-------- Provided data
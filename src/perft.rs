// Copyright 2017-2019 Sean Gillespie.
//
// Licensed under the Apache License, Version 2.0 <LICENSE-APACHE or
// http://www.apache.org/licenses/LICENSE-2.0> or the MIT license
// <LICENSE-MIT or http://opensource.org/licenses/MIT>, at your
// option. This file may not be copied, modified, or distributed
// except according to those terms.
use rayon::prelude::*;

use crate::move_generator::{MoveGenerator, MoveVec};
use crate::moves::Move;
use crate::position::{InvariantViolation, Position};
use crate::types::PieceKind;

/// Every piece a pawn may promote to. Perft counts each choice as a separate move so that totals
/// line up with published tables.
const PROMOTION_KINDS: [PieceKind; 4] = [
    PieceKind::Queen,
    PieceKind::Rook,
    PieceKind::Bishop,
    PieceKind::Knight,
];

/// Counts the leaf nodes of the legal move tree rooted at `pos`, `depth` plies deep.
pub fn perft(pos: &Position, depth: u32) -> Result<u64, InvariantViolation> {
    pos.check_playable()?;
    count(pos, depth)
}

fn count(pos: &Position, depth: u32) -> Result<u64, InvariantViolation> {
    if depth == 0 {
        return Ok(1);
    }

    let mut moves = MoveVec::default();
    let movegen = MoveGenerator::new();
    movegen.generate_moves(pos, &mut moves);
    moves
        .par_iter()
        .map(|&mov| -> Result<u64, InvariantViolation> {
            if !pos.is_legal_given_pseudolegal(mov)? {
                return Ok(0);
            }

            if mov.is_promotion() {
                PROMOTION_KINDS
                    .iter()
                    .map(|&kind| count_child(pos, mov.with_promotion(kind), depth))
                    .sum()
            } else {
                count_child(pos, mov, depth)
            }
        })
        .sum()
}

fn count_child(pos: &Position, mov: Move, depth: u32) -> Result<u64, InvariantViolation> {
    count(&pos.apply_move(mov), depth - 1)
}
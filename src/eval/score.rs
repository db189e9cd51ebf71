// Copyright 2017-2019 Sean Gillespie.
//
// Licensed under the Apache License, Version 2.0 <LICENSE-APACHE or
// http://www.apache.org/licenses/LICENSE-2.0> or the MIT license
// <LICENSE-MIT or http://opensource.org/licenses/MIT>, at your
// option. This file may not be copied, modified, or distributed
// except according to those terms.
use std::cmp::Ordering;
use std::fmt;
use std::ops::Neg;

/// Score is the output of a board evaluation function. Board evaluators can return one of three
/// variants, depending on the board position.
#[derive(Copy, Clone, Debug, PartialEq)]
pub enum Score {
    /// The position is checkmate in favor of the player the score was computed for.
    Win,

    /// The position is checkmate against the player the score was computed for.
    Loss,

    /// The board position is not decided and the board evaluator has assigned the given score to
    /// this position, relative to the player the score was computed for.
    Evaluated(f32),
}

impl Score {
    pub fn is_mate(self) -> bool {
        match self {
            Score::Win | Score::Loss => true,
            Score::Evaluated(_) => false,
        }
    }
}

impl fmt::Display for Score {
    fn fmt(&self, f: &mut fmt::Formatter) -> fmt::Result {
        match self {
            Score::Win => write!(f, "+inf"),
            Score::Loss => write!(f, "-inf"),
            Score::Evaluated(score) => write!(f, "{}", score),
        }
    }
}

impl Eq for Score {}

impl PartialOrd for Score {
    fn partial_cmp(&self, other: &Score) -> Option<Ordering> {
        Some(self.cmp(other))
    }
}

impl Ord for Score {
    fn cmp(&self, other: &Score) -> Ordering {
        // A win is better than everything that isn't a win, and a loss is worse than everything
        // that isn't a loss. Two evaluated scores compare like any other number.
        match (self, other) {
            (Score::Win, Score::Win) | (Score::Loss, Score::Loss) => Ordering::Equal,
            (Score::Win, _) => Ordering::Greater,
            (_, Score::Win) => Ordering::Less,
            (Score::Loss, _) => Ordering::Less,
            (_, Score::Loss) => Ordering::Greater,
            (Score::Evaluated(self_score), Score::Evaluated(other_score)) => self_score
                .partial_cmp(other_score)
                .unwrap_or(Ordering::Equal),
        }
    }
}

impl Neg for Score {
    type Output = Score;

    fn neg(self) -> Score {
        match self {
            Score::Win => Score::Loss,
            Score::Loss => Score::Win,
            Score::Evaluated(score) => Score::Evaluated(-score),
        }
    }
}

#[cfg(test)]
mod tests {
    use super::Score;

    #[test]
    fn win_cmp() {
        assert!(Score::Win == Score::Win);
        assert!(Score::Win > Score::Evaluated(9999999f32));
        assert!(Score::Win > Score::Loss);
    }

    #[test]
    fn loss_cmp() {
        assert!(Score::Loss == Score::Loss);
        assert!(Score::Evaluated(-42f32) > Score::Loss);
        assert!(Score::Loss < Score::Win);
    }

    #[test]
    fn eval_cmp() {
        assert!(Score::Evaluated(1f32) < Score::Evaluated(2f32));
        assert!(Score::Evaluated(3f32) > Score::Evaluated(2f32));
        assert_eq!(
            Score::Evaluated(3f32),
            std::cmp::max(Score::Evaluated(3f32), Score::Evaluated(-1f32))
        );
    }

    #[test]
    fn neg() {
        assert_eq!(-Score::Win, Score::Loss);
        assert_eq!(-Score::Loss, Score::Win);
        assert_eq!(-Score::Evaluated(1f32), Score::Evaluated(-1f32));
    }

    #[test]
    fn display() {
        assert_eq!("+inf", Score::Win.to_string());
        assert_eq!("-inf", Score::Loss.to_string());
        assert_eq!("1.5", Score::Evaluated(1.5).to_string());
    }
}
----------------
■ Problem to work on ■
The response should consist of all the entries, set down exactly.

■ Response to this exercise ■
filename src/perft.rs
// Copyright 2017-2019 Sean Gillespie.
//
// Licensed under the Apache License, Version 2.0 <LICENSE-APACHE or
// http://www.apache.org/licenses/LICENSE-2.0> or the MIT license
// <LICENSE-MIT or http://opensource.org/licenses/MIT>, at your
// option. This file may not be copied, modified, or distributed
// except according to those terms.
use rayon::prelude::*;

use crate::move_generator::{MoveGenerator, MoveVec};
use crate::moves::Move;
use crate::position::{InvariantViolation, Position};
use crate::types::PieceKind;

/// Every piece a pawn may promote to. Perft counts each choice as a separate move so that totals
/// line up with published tables.
const PROMOTION_KINDS: [PieceKind; 4] = [
    PieceKind::Queen,
    PieceKind::Rook,
    PieceKind::Bishop,
    PieceKind::Knight,
];

/// Counts the leaf nodes of the legal move tree rooted at `pos`, `depth` plies deep.
pub fn perft(pos: &Position, depth: u32) -> Result<u64, InvariantViolation> {
    pos.check_playable()?;
    count(pos, depth)
}

fn count(pos: &Position, depth: u32) -> Result<u64, InvariantViolation> {
    if depth == 0 {
        return Ok(1);
    }

    let mut moves = MoveVec::default();
    let movegen = MoveGenerator::new();
    movegen.generate_moves(pos, &mut moves);
    moves
        .par_iter()
        .map(|&mov| -> Result<u64, InvariantViolation> {
            if !pos.is_legal_given_pseudolegal(mov)? {
                return Ok(0);
            }

            if mov.is_promotion() {
                PROMOTION_KINDS
                    .iter()
                    .map(|&kind| count_child(pos, mov.with_promotion(kind), depth))
                    .sum()
            } else {
                count_child(pos, mov, depth)
            }
        })
        .sum()
}

fn count_child(pos: &Position, mov: Move, depth: u32) -> Result<u64, InvariantViolation> {
    count(&pos.apply_move(mov), depth - 1)
}
filename src/eval/score.rs
repository db189e9cd51ebf71
// Copyright 2017-2019 Sean Gillespie.
//
// Licensed under the Apache License, Version 2.0 <LICENSE-APACHE or
// http://www.apache.org/licenses/LICENSE-2.0> or the MIT license
// <LICENSE-MIT or http://opensource.org/licenses/MIT>, at your
// option. This file may not be copied, modified, or distributed
// except according to those terms.
use std::cmp::Ordering;
use std::fmt;
use std::ops::Neg;

/// Score is the output of a board evaluation function. Board evaluators can return one of three
/// variants, depending on the board position.
#[derive(Copy, Clone, Debug, PartialEq)]
pub enum Score {
    /// The position is checkmate in favor of the player the score was computed for.
    Win,

    /// The position is checkmate against the player the score was computed for.
    Loss,

    /// The board position is not decided and the board evaluator has assigned the given score to
    /// this position, relative to the player the score was computed for.
    Evaluated(f32),
}

impl Score {
    pub fn is_mate(self) -> bool {
        match self {
            Score::Win | Score::Loss => true,
            Score::Evaluated(_) => false,
        }
    }
}

impl fmt::Display for Score {
    fn fmt(&self, f: &mut fmt::Formatter) -> fmt::Result {
        match self {
            Score::Win => write!(f, "+inf"),
            Score::Loss => write!(f, "-inf"),
            Score::Evaluated(score) => write!(f, "{}", score),
        }
    }
}

impl Eq for Score {}

impl PartialOrd for Score {
    fn partial_cmp(&self, other: &Score) -> Option<Ordering> {
        Some(self.cmp(other))
    }
}

impl Ord for Score {
    fn cmp(&self, other: &Score) -> Ordering {
        // A win is better than everything that isn't a win, and a loss is worse than everything
        // that isn't a loss. Two evaluated scores compare like any other number.
        match (self, other) {
            (Score::Win, Score::Win) | (Score::Loss, Score::Loss) => Ordering::Equal,
            (Score::Win, _) => Ordering::Greater,
            (_, Score::Win) => Ordering::Less,
            (Score::Loss, _) => Ordering::Less,
            (_, Score::Loss) => Ordering::Greater,
            (Score::Evaluated(self_score), Score::Evaluated(other_score)) => self_score
                .partial_cmp(other_score)
                .unwrap_or(Ordering::Equal),
        }
    }
}

impl Neg for Score {
    type Output = Score;

    fn neg(self) -> Score {
        match self {
            Score::Win => Score::Loss,
            Score::Loss => Score::Win,
            Score::Evaluated(score) => Score::Evaluated(-score),
        }
    }
}

#[cfg(test)]
mod tests {
    use super::Score;

    #[test]
    fn win_cmp() {
        assert!(Score::Win == Score::Win);
        assert!(Score::Win > Score::Evaluated(9999999f32));
        assert!(Score::Win > Score::Loss);
    }

    #[test]
    fn loss_cmp() {
        assert!(Score::Loss == Score::Loss);
        assert!(Score::Evaluated(-42f32) > Score::Loss);
        assert!(Score::Loss < Score::Win);
    }

    #[test]
    fn eval_cmp() {
        assert!(Score::Evaluated(1f32) < Score::Evaluated(2f32));
        assert!(Score::Evaluated(3f32) > Score::Evaluated(2f32));
        assert_eq!(
            Score::Evaluated(3f32),
            std::cmp::max(Score::Evaluated(3f32), Score::Evaluated(-1f32))
        );
    }

    #[test]
    fn neg() {
        assert_eq!(-Score::Win, Score::Loss);
        assert_eq!(-Score::Loss, Score::Win);
        assert_eq!(-Score::Evaluated(1f32), Score::Evaluated(-1f32));
    }

    #[test]
    fn display() {
        assert_eq!("+inf", Score::Win.to_string());
        assert_eq!("-inf", Score::Loss.to_string());
        assert_eq!("1.5", Score::Evaluated(1.5).to_string());
    }
}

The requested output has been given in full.